//! Parser for `show ipv4 interface brief` (IOS-XR) and `show ip interface
//! brief` (IOS).
//!
//! State comes from the protocol column; the admin/status column is kept as
//! an attribute. IOS status can be two words (`administratively down`).

use super::atoms::{is_noise, map_state};
use super::{FactDraft, ParsedOutput};
use crate::facts::{Protocol, StateLabel};

const PROTOCOL_TABLE: &[(&str, StateLabel)] = &[
    ("up", StateLabel::Up),
    ("down", StateLabel::Down),
];

#[derive(Debug, Clone, Copy, PartialEq, Eq)]
enum Layout {
    /// Interface IP-Address Status Protocol Vrf-Name
    Xr,
    /// Interface IP-Address OK? Method Status Protocol
    Ios,
}

pub fn parse(output: &str) -> ParsedOutput {
    let mut out = ParsedOutput::default();
    let mut layout: Option<Layout> = None;

    for line in output.lines() {
        if is_noise(line) {
            continue;
        }
        let trimmed = line.trim();

        let Some(current) = layout else {
            if trimmed.starts_with("Interface") && trimmed.contains("IP-Address") {
                layout = Some(if trimmed.contains("OK?") {
                    Layout::Ios
                } else {
                    Layout::Xr
                });
            }
            continue;
        };

        let tokens: Vec<&str> = trimmed.split_whitespace().collect();
        let draft = match current {
            Layout::Xr => parse_xr_row(&tokens),
            Layout::Ios => parse_ios_row(&tokens),
        };
        match draft {
            Some(d) => out.drafts.push(d),
            None => out.residue += 1,
        }
    }

    out
}

fn parse_xr_row(tokens: &[&str]) -> Option<FactDraft> {
    if tokens.len() < 4 {
        return None;
    }
    let protocol = tokens[3];
    let mut draft = FactDraft::new(Protocol::Interface, tokens[0])
        .attr("ip_address", tokens[1])
        .attr("admin_status", tokens[2])
        .with_state(map_state(PROTOCOL_TABLE, protocol), protocol);
    if let Some(vrf) = tokens.get(4) {
        draft.set("vrf", *vrf);
    }
    Some(draft)
}

fn parse_ios_row(tokens: &[&str]) -> Option<FactDraft> {
    if tokens.len() < 6 || !matches!(tokens[2], "YES" | "NO") {
        return None;
    }
    let protocol = tokens[tokens.len() - 1];
    let status = tokens[4..tokens.len() - 1].join(" ");
    Some(
        FactDraft::new(Protocol::Interface, tokens[0])
            .attr("ip_address", tokens[1])
            .attr("method", tokens[3])
            .attr("admin_status", status)
            .with_state(map_state(PROTOCOL_TABLE, protocol), protocol),
    )
}
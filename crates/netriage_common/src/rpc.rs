//! HTTP request/response bodies for netriaged.

use crate::capture::{CaptureAttempt, CaptureJob, JobFailure, JobStatus, RawLogRef};
use crate::error::{ErrorKind, TriageError};
use crate::facts::{Fact, FactBatch};
use crate::scope::Scope;
use crate::session::{FindingDelta, SessionState};
use serde::{Deserialize, Serialize};

#[derive(Debug, Clone, Serialize, Deserialize)]
pub struct StartRequest {
    pub scope: Scope,
    pub hosts: Vec<String>,
}

#[derive(Debug, Clone, Serialize, Deserialize)]
pub struct StartResponse {
    pub session_id: String,
    /// Idle lifetime in minutes
    pub ttl_min: u64,
    pub hosts: Vec<String>,
    pub scope: Scope,
}

#[derive(Debug, Clone, Serialize, Deserialize)]
pub struct IngestRequest {
    pub session_id: String,
    pub user_text: String,
}

/// Re-read one command's latest show-log section into the session.
#[derive(Debug, Clone, Serialize, Deserialize)]
pub struct AnalyzeCommandRequest {
    pub session_id: String,
    pub host: String,
    pub command: String,
}

/// What was sent to one host during an ingest.
#[derive(Debug, Clone, PartialEq, Eq, Serialize, Deserialize)]
pub struct DispatchSummary {
    pub host: String,
    pub commands: Vec<String>,
    pub job_id: String,
    pub status: JobStatus,
}

/// Bounded raw output shown when parsing was not confident.
#[derive(Debug, Clone, PartialEq, Eq, Serialize, Deserialize)]
pub struct RawExcerpt {
    pub host: String,
    pub command: String,
    pub text: String,
}

#[derive(Debug, Clone, Serialize, Deserialize)]
pub struct IngestResponse {
    pub session_id: String,
    pub state: SessionState,
    pub findings_delta: Vec<FindingDelta>,
    pub prompt: String,
    #[serde(default)]
    pub dispatched: Vec<DispatchSummary>,
    #[serde(default)]
    pub suggested_commands: Vec<String>,
    #[serde(default)]
    pub raw_excerpts: Vec<RawExcerpt>,
    #[serde(skip_serializing_if = "Option::is_none")]
    pub narrative: Option<String>,
}

#[derive(Debug, Clone, Serialize, Deserialize)]
pub struct CaptureRequest {
    pub scope: Scope,
    pub host: String,
    pub commands: Vec<String>,
}

#[derive(Debug, Clone, PartialEq, Eq, Serialize, Deserialize)]
pub struct CaptureResponse {
    pub job_id: String,
    pub status: JobStatus,
}

/// Full job view for `GET /capture/:job_id`.
#[derive(Debug, Clone, Serialize, Deserialize)]
pub struct JobView {
    pub job_id: String,
    pub host: String,
    pub status: JobStatus,
    pub facts: Vec<Fact>,
    pub raw_refs: Vec<RawLogRef>,
    pub batches: Vec<FactBatch>,
    pub failure: Option<JobFailure>,
    pub attempts: Vec<CaptureAttempt>,
    pub retry_of: Option<String>,
}

impl From<&CaptureJob> for JobView {
    fn from(job: &CaptureJob) -> Self {
        Self {
            job_id: job.job_id.clone(),
            host: job.host.clone(),
            status: job.status,
            facts: job.facts().cloned().collect(),
            raw_refs: job.raw_refs(),
            batches: job.batches.clone(),
            failure: job.failure.clone(),
            attempts: job.attempts.clone(),
            retry_of: job.retry_of.clone(),
        }
    }
}

#[derive(Debug, Clone, Serialize, Deserialize)]
pub struct HealthResponse {
    pub status: String,
    pub version: String,
    pub uptime_seconds: u64,
    pub sessions: usize,
    pub jobs: usize,
}

#[derive(Debug, Clone, Serialize, Deserialize)]
pub struct ErrorBody {
    pub kind: ErrorKind,
    pub message: String,
}

impl From<&TriageError> for ErrorBody {
    fn from(err: &TriageError) -> Self {
        Self {
            kind: err.kind(),
            message: err.to_string(),
        }
    }
}
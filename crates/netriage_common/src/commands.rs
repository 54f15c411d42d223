//! Command identity: normalization, family classification and device error
//! markers.
//!
//! Families are a closed set. Adding a new device command type means adding a
//! variant here and a parser module under `parsers/`.

use crate::facts::Protocol;
use serde::{Deserialize, Serialize};

/// Strings a router prints instead of output when it rejects a command.
pub const DEVICE_ERROR_MARKERS: &[&str] = &[
    "% Invalid input",
    "Unknown command",
    "Incomplete command",
    "Ambiguous command",
    "% Bad IP address",
];

#[derive(Debug, Clone, Copy, PartialEq, Eq, Hash, Serialize, Deserialize)]
#[serde(rename_all = "snake_case")]
pub enum CommandFamily {
    BgpSummary,
    BgpTable,
    BfdSession,
    BfdSessionDetail,
    MplsForwarding,
    Srv6Locator,
    InterfaceBrief,
    Version,
    Unrecognized,
}

impl CommandFamily {
    /// Classify a command by its normalized text. Covers IOS and IOS-XR
    /// spellings (`show ip bgp summary` / `show bgp summary`, `show bfd
    /// neighbors` / `show bfd session`, ...).
    pub fn classify(command: &str) -> Self {
        let cmd = normalize_command(command);
        let words: Vec<&str> = cmd.split(' ').collect();

        if words.first() != Some(&"show") {
            return CommandFamily::Unrecognized;
        }

        let has = |w: &str| words.iter().any(|x| *x == w || x.starts_with(w));

        if has("bfd") {
            if has("detail") {
                return CommandFamily::BfdSessionDetail;
            }
            return CommandFamily::BfdSession;
        }

        if has("bgp") {
            if has("summary") {
                return CommandFamily::BgpSummary;
            }
            // neighbor detail, advertised-routes etc. are not tabular tables
            if has("neighbor") || has("community") || has("regexp") {
                return CommandFamily::Unrecognized;
            }
            return CommandFamily::BgpTable;
        }

        if has("mpls") && has("forwarding") {
            return CommandFamily::MplsForwarding;
        }

        if has("srv6") && has("locator") {
            return CommandFamily::Srv6Locator;
        }

        if has("interface") && has("brief") {
            return CommandFamily::InterfaceBrief;
        }

        if words.len() == 2 && words[1] == "version" {
            return CommandFamily::Version;
        }

        CommandFamily::Unrecognized
    }

    pub fn protocol(&self) -> Option<Protocol> {
        match self {
            CommandFamily::BgpSummary | CommandFamily::BgpTable => Some(Protocol::Bgp),
            CommandFamily::BfdSession | CommandFamily::BfdSessionDetail => Some(Protocol::Bfd),
            CommandFamily::MplsForwarding => Some(Protocol::Mpls),
            CommandFamily::Srv6Locator => Some(Protocol::Srv6),
            CommandFamily::InterfaceBrief => Some(Protocol::Interface),
            CommandFamily::Version => Some(Protocol::Platform),
            CommandFamily::Unrecognized => None,
        }
    }

    pub fn is_recognized(&self) -> bool {
        !matches!(self, CommandFamily::Unrecognized)
    }
}

/// Trim, collapse whitespace and lowercase. Router CLIs are case-insensitive.
pub fn normalize_command(cmd: &str) -> String {
    cmd.split_whitespace()
        .collect::<Vec<_>>()
        .join(" ")
        .to_lowercase()
}

/// Normalized command *set*: deduplicated and sorted. Used for fingerprints,
/// so submission order does not create a distinct capture.
pub fn normalize_command_set(commands: &[String]) -> Vec<String> {
    let mut set: Vec<String> = commands
        .iter()
        .map(|c| normalize_command(c))
        .filter(|c| !c.is_empty())
        .collect();
    set.sort();
    set.dedup();
    set
}

/// Deduplicate while keeping the first-seen order. This is the execution order.
pub fn dedup_commands(commands: &[String]) -> Vec<String> {
    let mut seen = Vec::new();
    let mut out = Vec::new();
    for cmd in commands {
        let trimmed = cmd.split_whitespace().collect::<Vec<_>>().join(" ");
        if trimmed.is_empty() {
            continue;
        }
        let key = trimmed.to_lowercase();
        if !seen.contains(&key) {
            seen.push(key);
            out.push(trimmed);
        }
    }
    out
}

/// Only read-only `show` commands may be dispatched to devices.
pub fn is_read_only(cmd: &str) -> bool {
    let norm = normalize_command(cmd);
    norm.starts_with("show ") && !norm.contains('|') && !norm.contains(';')
}

/// First device error marker present in the output, if any.
pub fn device_error_marker(output: &str) -> Option<&'static str> {
    DEVICE_ERROR_MARKERS
        .iter()
        .find(|m| output.contains(*m))
        .copied()
}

==============================

* _PROBLEM STATEMENT_
For this exercise, copy each line from the listing above that has the word "super".

* _TASK SOLUTION_
use super::atoms::{is_noise, map_state};
use super::{FactDraft, ParsedOutput};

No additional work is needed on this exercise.